[Stored data entries]
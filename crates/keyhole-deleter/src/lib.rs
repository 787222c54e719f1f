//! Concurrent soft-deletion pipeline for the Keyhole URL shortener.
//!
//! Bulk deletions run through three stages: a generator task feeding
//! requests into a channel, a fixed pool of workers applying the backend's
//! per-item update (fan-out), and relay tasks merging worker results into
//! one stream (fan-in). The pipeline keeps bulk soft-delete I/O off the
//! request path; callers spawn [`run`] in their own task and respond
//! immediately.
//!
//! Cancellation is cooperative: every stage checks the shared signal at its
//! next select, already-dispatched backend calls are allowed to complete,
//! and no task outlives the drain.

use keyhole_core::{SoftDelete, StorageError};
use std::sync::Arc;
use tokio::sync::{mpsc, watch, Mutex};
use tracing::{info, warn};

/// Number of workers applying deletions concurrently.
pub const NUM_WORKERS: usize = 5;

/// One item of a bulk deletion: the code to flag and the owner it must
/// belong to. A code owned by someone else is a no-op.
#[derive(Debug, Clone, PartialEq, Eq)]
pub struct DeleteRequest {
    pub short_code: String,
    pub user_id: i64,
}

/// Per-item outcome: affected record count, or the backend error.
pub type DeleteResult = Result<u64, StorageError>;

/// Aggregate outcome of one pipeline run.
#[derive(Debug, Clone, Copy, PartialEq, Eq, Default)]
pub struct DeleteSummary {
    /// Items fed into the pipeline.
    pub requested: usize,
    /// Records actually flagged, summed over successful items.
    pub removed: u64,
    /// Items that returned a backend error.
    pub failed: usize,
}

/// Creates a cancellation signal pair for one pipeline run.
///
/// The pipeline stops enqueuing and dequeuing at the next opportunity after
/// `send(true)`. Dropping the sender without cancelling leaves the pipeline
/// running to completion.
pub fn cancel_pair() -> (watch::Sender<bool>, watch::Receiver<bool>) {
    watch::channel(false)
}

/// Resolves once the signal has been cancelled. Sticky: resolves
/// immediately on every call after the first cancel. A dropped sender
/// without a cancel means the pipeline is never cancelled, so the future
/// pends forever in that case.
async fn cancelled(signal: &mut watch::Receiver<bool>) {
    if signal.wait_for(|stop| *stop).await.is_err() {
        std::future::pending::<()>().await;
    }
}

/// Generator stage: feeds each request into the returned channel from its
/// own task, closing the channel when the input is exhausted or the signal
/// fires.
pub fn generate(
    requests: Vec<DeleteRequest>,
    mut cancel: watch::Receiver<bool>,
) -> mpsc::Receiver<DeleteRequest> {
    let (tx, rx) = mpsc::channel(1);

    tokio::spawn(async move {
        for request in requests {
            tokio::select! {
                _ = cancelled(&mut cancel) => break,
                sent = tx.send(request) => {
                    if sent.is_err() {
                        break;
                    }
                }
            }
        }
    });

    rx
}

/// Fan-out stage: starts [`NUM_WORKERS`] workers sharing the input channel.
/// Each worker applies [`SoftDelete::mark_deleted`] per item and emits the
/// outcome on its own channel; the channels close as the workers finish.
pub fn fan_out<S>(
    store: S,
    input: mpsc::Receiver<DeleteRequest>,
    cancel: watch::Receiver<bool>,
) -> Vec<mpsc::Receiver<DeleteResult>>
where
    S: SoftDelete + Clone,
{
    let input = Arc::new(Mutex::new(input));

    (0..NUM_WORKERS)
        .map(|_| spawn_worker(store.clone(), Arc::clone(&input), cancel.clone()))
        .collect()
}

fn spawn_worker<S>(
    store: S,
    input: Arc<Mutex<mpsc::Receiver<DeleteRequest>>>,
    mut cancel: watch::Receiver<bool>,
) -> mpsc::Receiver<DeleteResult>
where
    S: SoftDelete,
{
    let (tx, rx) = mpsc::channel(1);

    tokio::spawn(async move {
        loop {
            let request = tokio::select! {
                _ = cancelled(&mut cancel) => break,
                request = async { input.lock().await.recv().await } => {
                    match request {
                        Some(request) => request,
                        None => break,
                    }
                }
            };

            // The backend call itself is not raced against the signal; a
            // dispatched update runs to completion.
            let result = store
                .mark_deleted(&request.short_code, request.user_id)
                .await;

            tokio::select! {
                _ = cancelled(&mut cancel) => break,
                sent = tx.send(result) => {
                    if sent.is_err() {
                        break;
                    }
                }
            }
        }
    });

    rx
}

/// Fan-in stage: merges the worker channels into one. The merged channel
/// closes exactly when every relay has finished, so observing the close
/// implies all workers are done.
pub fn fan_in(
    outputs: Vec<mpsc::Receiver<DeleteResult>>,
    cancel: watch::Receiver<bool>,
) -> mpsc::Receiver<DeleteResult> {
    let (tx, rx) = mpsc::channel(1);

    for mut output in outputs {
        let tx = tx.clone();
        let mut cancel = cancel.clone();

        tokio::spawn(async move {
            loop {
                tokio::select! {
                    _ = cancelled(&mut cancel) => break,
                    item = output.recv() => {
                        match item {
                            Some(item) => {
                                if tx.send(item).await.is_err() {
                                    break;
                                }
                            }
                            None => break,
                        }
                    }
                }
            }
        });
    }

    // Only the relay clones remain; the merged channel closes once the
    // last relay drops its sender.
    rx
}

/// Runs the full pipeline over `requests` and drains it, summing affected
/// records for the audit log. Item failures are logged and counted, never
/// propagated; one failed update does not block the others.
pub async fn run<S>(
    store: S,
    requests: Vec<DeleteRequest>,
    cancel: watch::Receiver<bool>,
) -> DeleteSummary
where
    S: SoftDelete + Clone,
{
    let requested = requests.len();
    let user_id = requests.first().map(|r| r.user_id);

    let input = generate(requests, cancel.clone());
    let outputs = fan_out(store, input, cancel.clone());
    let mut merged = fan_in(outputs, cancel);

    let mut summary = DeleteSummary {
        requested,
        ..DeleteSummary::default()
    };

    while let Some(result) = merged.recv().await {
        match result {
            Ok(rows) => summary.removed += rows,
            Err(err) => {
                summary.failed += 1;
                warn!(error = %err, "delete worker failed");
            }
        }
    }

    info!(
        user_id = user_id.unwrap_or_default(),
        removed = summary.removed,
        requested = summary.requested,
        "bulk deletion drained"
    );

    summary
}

## What you have to do
From the opening line of the data above through the line holding "applying deletions concurrently.", give every line again exactly as it stands.

## Answer for the task
filename crates/keyhole-deleter/src/lib.rs
repository 787222c54e719f1f
//! Concurrent soft-deletion pipeline for the Keyhole URL shortener.
//!
//! Bulk deletions run through three stages: a generator task feeding
//! requests into a channel, a fixed pool of workers applying the backend's
//! per-item update (fan-out), and relay tasks merging worker results into
//! one stream (fan-in). The pipeline keeps bulk soft-delete I/O off the
//! request path; callers spawn [`run`] in their own task and respond
//! immediately.
//!
//! Cancellation is cooperative: every stage checks the shared signal at its
//! next select, already-dispatched backend calls are allowed to complete,
//! and no task outlives the drain.

use keyhole_core::{SoftDelete, StorageError};
use std::sync::Arc;
use tokio::sync::{mpsc, watch, Mutex};
use tracing::{info, warn};

/// Number of workers applying deletions concurrently.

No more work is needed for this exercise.